That which passed to the Vendors "for" the transfers of the Shares was "consideration" which was "monetary" rather than "non-monetary" within the meaning of s 21(1) of the Act. The transaction was to be assessed to duty on the footing that it was performed on its terms and, completion having taken place before the Agreement was furnished by the Purchaser to the Commissioner, both sides addressed their arguments by reference to the implementation of the transaction.
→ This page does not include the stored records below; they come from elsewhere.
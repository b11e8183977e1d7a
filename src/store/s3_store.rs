//! S3-compatible gateway built on the AWS SDK.
//!
//! Addresses a single bucket with path-style URLs so it works against
//! MinIO/RustFS style endpoints as well as AWS. Payloads larger than one
//! part go through a multipart upload, which S3 only makes visible once it
//! is completed; any failure aborts the upload.

use super::{ByteStream, ObjectStore, StoreError, StoreResult, TransferObserver, report_progress};
use crate::{
    config::S3Settings,
    models::{
        object::{ObjectKey, ObjectStat, PutAck},
        range::ByteRange,
    },
};
use async_trait::async_trait;
use aws_config::{BehaviorVersion, Region};
use aws_credential_types::Credentials;
use aws_sdk_s3::{
    Client,
    error::{DisplayErrorContext, ProvideErrorMetadata, SdkError},
    primitives::ByteStream as AwsByteStream,
    types::{CompletedMultipartUpload, CompletedPart},
};
use base64::{Engine as _, engine::general_purpose};
use bytes::Bytes;
use chrono::DateTime;
use std::io;
use tracing::{debug, warn};

#[derive(Clone)]
pub struct S3Store {
    client: Client,
    bucket: String,
    part_size: usize,
}

impl S3Store {
    /// Build the shared SDK client from relay settings.
    ///
    /// Explicit credentials win; without them the SDK's default provider
    /// chain is used.
    pub async fn connect(settings: &S3Settings) -> Self {
        let mut loader = aws_config::defaults(BehaviorVersion::latest())
            .region(Region::new(settings.region.clone()));

        if let (Some(access_key), Some(secret_key)) =
            (&settings.access_key_id, &settings.secret_access_key)
        {
            loader = loader.credentials_provider(Credentials::new(
                access_key.clone(),
                secret_key.clone(),
                None,
                None,
                "media-relay",
            ));
        }
        if let Some(endpoint) = &settings.endpoint {
            loader = loader.endpoint_url(endpoint.clone());
        }

        let shared = loader.load().await;
        let client = Client::from_conf(
            aws_sdk_s3::config::Builder::from(&shared)
                .force_path_style(true)
                .build(),
        );

        Self {
            client,
            bucket: settings.bucket.clone(),
            part_size: settings.part_size,
        }
    }

    async fn put_single(
        &self,
        key: &ObjectKey,
        payload: Bytes,
        content_type: &str,
        progress: Option<&dyn TransferObserver>,
    ) -> StoreResult<PutAck> {
        let total = payload.len() as u64;
        let output = self
            .client
            .put_object()
            .bucket(&self.bucket)
            .key(key.as_str())
            .content_type(content_type)
            .content_length(total as i64)
            .content_md5(content_md5(&payload))
            .body(AwsByteStream::from(payload))
            .send()
            .await
            .map_err(backend_error)?;
        report_progress(progress, total, total);

        Ok(PutAck {
            key: key.to_string(),
            bucket: Some(self.bucket.clone()),
            etag: output.e_tag().map(str::to_string),
            version_id: output.version_id().map(str::to_string),
            location: None,
            size_bytes: total,
        })
    }

    async fn put_multipart(
        &self,
        key: &ObjectKey,
        payload: Bytes,
        content_type: &str,
        progress: Option<&dyn TransferObserver>,
    ) -> StoreResult<PutAck> {
        let created = self
            .client
            .create_multipart_upload()
            .bucket(&self.bucket)
            .key(key.as_str())
            .content_type(content_type)
            .send()
            .await
            .map_err(backend_error)?;
        let upload_id = created
            .upload_id()
            .ok_or_else(|| StoreError::backend("MissingUploadId", "store returned no upload id"))?
            .to_string();

        match self.upload_parts(key, &upload_id, payload, progress).await {
            Ok(ack) => Ok(ack),
            Err(err) => {
                if let Err(abort_err) = self
                    .client
                    .abort_multipart_upload()
                    .bucket(&self.bucket)
                    .key(key.as_str())
                    .upload_id(&upload_id)
                    .send()
                    .await
                {
                    warn!(
                        "failed to abort multipart upload {} for {}: {}",
                        upload_id,
                        key,
                        DisplayErrorContext(&abort_err)
                    );
                }
                Err(err)
            }
        }
    }

    async fn upload_parts(
        &self,
        key: &ObjectKey,
        upload_id: &str,
        payload: Bytes,
        progress: Option<&dyn TransferObserver>,
    ) -> StoreResult<PutAck> {
        let total = payload.len() as u64;
        let mut parts = Vec::new();
        let mut sent: u64 = 0;

        for (index, offset) in (0..payload.len()).step_by(self.part_size).enumerate() {
            let end = (offset + self.part_size).min(payload.len());
            let chunk = payload.slice(offset..end);
            let part_number = index as i32 + 1;
            let chunk_len = chunk.len() as u64;

            let output = self
                .client
                .upload_part()
                .bucket(&self.bucket)
                .key(key.as_str())
                .upload_id(upload_id)
                .part_number(part_number)
                .content_length(chunk_len as i64)
                .content_md5(content_md5(&chunk))
                .body(AwsByteStream::from(chunk))
                .send()
                .await
                .map_err(backend_error)?;

            sent += chunk_len;
            report_progress(progress, sent, total);
            debug!("uploaded part {} of {} ({} bytes)", part_number, key, chunk_len);
            parts.push(
                CompletedPart::builder()
                    .part_number(part_number)
                    .set_e_tag(output.e_tag().map(str::to_string))
                    .build(),
            );
        }

        let output = self
            .client
            .complete_multipart_upload()
            .bucket(&self.bucket)
            .key(key.as_str())
            .upload_id(upload_id)
            .multipart_upload(
                CompletedMultipartUpload::builder()
                    .set_parts(Some(parts))
                    .build(),
            )
            .send()
            .await
            .map_err(backend_error)?;

        Ok(PutAck {
            key: key.to_string(),
            bucket: Some(self.bucket.clone()),
            etag: output.e_tag().map(str::to_string),
            version_id: output.version_id().map(str::to_string),
            location: output.location().map(str::to_string),
            size_bytes: total,
        })
    }
}

#[async_trait]
impl ObjectStore for S3Store {
    fn name(&self) -> &'static str {
        "s3"
    }

    async fn put(
        &self,
        key: &ObjectKey,
        payload: Bytes,
        content_type: &str,
        progress: Option<&dyn TransferObserver>,
    ) -> StoreResult<PutAck> {
        if payload.len() > self.part_size {
            self.put_multipart(key, payload, content_type, progress).await
        } else {
            self.put_single(key, payload, content_type, progress).await
        }
    }

    async fn stat(&self, key: &ObjectKey) -> StoreResult<ObjectStat> {
        let output = self
            .client
            .head_object()
            .bucket(&self.bucket)
            .key(key.as_str())
            .send()
            .await
            .map_err(|err| {
                if err.as_service_error().is_some_and(|e| e.is_not_found()) {
                    StoreError::NotFound(key.to_string())
                } else {
                    backend_error(err)
                }
            })?;

        let size_bytes = output
            .content_length()
            .and_then(|len| u64::try_from(len).ok())
            .ok_or_else(|| StoreError::backend("MissingContentLength", "store reported no size"))?;

        Ok(ObjectStat {
            size_bytes,
            content_type: output.content_type().map(str::to_string),
            etag: output.e_tag().map(str::to_string),
            last_modified: output
                .last_modified()
                .and_then(|t| DateTime::from_timestamp(t.secs(), t.subsec_nanos())),
        })
    }

    async fn get_range(&self, key: &ObjectKey, range: ByteRange) -> StoreResult<ByteStream> {
        let output = self
            .client
            .get_object()
            .bucket(&self.bucket)
            .key(key.as_str())
            .range(range.header_value())
            .send()
            .await
            .map_err(|err| {
                if err.as_service_error().is_some_and(|e| e.is_no_such_key()) {
                    StoreError::NotFound(key.to_string())
                } else {
                    backend_error(err)
                }
            })?;

        let stream = futures::stream::unfold(output.body, |mut body| async move {
            let chunk = body.next().await?;
            Some((chunk.map_err(io::Error::other), body))
        });
        Ok(Box::pin(stream))
    }

    async fn ready(&self) -> StoreResult<()> {
        self.client
            .head_bucket()
            .bucket(&self.bucket)
            .send()
            .await
            .map_err(backend_error)?;
        Ok(())
    }
}

/// Base64 MD5 digest for the `Content-MD5` integrity header.
fn content_md5(payload: &[u8]) -> String {
    general_purpose::STANDARD.encode(md5::compute(payload).0)
}

/// Map an SDK failure to a store error, keeping the service's own code and
/// message when it sent one.
fn backend_error<E>(err: SdkError<E>) -> StoreError
where
    E: ProvideErrorMetadata + std::error::Error + Send + Sync + 'static,
{
    let code = match (&err, err.code()) {
        (_, Some(code)) => code.to_string(),
        (SdkError::TimeoutError(_), None) => "TimeoutError".to_string(),
        (SdkError::DispatchFailure(_), None) => "DispatchFailure".to_string(),
        (_, None) => "Unknown".to_string(),
    };
    let message = err
        .message()
        .map(str::to_string)
        .unwrap_or_else(|| DisplayErrorContext(&err).to_string());
    StoreError::Backend { code, message }
}

#[cfg(test)]
mod tests {
    use super::*;

    #[test]
    fn content_md5_is_base64_digest() {
        assert_eq!(content_md5(b"0123456789"), "eB5eJF1ptWaXm4bijSPyxw==");
    }

    #[test]
    fn store_error_keeps_backend_code() {
        let err = StoreError::backend("AccessDenied", "Access Denied");
        assert_eq!(err.code(), "AccessDenied");
        assert_eq!(err.to_string(), "Access Denied");
    }
}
The Commissioner correctly took the stance that the intended result of the transaction, seen as a whole, was the receipt by the Vendors of $114,139,649.[11]

Their Honours concluded that the consideration “for” the transfer in that case had been the “performance of all of the various stipulations in the Agreement, not merely the promises which the Purchaser made”[12] and, therefore, that the vendors had transferred the shares in return “for receiving some $114 million, of which part was received from the Company [as a dividend and not from the purchaser] because the parties had agreed that this should be so”.[13]

[11]Chief Commissioner of State Revenue (New South Wales) v Dick Smith Electronics Holdings Pty Ltd (2005) 221 CLR 496, 519 [75]-[77].

[12]Ibid 520 [79].

[13]Ibid.

  1. The fundamental  enquiry in that case was what had been paid “for” the dutiable transaction.  As their Honours explained:

The criterion in the Act of consideration “for” the transaction, being the Agreement for the sale and transfer of the Shares to the Purchaser, upon whom s 13 imposes the liability to pay the duty, looks to what was received by the Vendors so as to move the transfers to the Purchaser as stipulated in the Agreement.[14]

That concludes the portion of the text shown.